» TASK BRIEF
Look for the string "action" in the listing below and copy every line in which it appears.

::: SUPPLIED DATA

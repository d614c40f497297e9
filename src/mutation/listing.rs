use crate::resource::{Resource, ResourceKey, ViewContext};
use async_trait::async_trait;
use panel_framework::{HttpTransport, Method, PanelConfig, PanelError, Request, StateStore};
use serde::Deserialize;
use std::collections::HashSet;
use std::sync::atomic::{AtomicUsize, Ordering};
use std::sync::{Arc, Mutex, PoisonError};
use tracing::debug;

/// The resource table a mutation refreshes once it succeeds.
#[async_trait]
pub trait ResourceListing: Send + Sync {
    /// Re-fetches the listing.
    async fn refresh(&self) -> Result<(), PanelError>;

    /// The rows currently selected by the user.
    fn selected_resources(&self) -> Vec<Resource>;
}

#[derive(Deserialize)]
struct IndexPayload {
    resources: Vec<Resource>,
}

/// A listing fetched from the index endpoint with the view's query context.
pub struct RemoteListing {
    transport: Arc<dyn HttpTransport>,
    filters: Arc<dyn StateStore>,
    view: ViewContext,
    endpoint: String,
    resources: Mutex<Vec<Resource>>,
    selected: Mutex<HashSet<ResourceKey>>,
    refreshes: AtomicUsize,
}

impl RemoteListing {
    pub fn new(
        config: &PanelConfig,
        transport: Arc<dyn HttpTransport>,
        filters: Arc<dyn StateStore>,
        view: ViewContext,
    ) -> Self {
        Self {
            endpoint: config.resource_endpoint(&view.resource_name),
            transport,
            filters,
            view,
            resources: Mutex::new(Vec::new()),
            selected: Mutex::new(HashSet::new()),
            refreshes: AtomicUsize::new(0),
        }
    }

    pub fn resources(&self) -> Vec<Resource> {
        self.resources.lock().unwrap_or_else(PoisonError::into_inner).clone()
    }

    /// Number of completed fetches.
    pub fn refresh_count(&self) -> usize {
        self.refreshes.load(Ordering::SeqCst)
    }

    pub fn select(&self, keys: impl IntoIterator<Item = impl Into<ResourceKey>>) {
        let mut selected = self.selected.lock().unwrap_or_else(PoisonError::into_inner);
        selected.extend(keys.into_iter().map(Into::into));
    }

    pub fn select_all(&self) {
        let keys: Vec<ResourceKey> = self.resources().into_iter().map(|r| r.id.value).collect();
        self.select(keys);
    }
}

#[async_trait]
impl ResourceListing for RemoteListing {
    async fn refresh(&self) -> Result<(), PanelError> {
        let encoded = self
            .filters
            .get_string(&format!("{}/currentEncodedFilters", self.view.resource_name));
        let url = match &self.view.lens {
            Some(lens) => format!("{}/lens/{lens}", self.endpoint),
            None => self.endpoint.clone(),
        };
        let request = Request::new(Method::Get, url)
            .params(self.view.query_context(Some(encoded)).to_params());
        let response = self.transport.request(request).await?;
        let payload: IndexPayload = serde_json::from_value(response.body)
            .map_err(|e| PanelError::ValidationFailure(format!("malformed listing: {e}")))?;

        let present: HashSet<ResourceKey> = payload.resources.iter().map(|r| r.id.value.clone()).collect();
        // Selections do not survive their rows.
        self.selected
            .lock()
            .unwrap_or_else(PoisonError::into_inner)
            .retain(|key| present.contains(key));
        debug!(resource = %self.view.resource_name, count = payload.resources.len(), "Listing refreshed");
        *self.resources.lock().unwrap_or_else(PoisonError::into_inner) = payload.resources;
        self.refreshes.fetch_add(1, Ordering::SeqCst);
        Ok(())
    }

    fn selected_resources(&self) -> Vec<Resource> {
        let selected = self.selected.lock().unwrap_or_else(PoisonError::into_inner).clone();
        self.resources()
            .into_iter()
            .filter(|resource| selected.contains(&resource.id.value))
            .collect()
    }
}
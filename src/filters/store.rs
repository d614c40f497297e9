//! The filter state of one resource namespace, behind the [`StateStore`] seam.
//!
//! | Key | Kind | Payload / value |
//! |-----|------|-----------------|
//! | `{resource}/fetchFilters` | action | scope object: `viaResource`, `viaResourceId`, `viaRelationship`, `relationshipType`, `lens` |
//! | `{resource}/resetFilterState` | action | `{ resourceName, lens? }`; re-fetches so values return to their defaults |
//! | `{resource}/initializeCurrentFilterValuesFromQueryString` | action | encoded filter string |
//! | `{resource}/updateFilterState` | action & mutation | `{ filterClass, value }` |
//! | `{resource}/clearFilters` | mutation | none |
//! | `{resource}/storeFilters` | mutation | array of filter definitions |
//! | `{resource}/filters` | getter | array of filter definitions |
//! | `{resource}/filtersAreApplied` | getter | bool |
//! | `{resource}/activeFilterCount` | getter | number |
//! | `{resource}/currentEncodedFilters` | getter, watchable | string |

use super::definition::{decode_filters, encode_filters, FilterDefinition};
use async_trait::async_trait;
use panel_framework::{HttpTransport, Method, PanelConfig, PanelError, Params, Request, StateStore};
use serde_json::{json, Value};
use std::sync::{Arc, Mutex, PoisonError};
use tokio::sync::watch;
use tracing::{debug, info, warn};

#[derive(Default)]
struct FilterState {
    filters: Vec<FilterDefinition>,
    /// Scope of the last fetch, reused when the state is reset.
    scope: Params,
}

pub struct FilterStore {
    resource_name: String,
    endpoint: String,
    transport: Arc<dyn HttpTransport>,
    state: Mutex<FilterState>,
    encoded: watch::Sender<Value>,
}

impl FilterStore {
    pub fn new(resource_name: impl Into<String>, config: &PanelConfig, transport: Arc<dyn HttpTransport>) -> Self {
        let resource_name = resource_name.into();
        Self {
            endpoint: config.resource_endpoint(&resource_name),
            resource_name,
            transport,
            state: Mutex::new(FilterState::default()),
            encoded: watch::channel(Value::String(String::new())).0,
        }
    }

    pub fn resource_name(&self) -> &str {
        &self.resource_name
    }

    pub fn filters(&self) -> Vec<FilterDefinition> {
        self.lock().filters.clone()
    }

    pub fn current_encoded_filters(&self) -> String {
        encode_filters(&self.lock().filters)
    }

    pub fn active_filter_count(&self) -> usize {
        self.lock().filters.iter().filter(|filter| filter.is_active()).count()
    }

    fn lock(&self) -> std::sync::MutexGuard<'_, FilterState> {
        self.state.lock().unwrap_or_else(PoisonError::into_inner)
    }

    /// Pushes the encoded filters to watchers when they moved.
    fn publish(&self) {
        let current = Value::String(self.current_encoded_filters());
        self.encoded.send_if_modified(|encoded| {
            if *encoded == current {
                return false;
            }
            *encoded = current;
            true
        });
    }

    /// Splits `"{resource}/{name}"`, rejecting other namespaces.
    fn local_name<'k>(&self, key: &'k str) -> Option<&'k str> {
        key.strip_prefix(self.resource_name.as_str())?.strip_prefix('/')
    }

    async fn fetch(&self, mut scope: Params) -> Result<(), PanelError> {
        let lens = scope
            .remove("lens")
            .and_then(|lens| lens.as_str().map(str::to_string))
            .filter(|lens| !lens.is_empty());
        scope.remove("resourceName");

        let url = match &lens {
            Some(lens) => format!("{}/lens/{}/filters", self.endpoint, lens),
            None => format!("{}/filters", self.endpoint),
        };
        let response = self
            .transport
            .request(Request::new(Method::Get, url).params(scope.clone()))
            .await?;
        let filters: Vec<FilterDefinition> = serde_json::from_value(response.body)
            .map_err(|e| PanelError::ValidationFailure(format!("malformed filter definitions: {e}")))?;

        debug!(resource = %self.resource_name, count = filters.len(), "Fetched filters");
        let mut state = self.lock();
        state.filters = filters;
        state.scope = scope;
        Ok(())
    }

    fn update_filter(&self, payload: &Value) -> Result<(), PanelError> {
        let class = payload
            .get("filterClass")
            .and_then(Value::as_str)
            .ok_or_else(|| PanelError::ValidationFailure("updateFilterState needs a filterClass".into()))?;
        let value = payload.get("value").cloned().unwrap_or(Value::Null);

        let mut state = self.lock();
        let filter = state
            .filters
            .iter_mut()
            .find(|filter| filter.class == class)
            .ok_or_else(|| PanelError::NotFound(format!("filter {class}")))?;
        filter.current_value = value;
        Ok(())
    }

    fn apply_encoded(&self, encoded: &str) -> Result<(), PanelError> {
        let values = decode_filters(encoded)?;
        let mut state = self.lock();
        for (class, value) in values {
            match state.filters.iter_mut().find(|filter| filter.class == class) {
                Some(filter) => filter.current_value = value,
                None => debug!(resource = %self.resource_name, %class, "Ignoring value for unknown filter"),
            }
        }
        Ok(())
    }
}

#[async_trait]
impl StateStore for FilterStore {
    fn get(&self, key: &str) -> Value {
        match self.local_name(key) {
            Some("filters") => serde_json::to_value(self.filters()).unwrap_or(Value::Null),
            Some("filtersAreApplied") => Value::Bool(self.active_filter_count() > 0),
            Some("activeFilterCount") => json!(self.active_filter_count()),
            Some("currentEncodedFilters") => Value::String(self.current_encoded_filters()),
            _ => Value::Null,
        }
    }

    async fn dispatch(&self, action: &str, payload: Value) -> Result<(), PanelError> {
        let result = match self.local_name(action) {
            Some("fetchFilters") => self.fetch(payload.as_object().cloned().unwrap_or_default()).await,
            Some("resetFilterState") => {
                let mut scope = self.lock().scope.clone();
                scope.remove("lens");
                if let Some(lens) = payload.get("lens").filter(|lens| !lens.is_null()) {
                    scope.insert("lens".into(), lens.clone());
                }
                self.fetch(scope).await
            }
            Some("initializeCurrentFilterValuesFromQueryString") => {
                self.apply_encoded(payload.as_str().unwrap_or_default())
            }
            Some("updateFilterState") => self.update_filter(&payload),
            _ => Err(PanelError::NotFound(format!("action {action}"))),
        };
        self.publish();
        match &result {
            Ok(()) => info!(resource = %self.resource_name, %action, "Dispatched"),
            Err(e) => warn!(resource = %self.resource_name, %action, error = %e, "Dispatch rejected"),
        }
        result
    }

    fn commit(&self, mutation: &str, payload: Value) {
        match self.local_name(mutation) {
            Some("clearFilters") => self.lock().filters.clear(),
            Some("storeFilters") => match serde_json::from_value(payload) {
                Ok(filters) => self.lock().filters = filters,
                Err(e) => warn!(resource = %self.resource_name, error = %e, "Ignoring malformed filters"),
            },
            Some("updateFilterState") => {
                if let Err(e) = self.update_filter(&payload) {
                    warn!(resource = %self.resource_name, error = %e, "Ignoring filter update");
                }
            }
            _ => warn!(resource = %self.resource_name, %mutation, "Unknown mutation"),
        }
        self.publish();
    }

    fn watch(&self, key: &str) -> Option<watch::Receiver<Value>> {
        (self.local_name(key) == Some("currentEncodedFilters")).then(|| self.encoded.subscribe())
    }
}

::::::

» ANSWER SECTION
//! | `{resource}/fetchFilters` | action | scope object: `viaResource`, `viaResourceId`, `viaRelationship`, `relationshipType`, `lens` |
//! | `{resource}/resetFilterState` | action | `{ resourceName, lens? }`; re-fetches so values return to their defaults |
//! | `{resource}/initializeCurrentFilterValuesFromQueryString` | action | encoded filter string |
//! | `{resource}/updateFilterState` | action & mutation | `{ filterClass, value }` |
    async fn dispatch(&self, action: &str, payload: Value) -> Result<(), PanelError> {
        let result = match self.local_name(action) {
            _ => Err(PanelError::NotFound(format!("action {action}"))),
            Ok(()) => info!(resource = %self.resource_name, %action, "Dispatched"),
            Err(e) => warn!(resource = %self.resource_name, %action, error = %e, "Dispatch rejected"),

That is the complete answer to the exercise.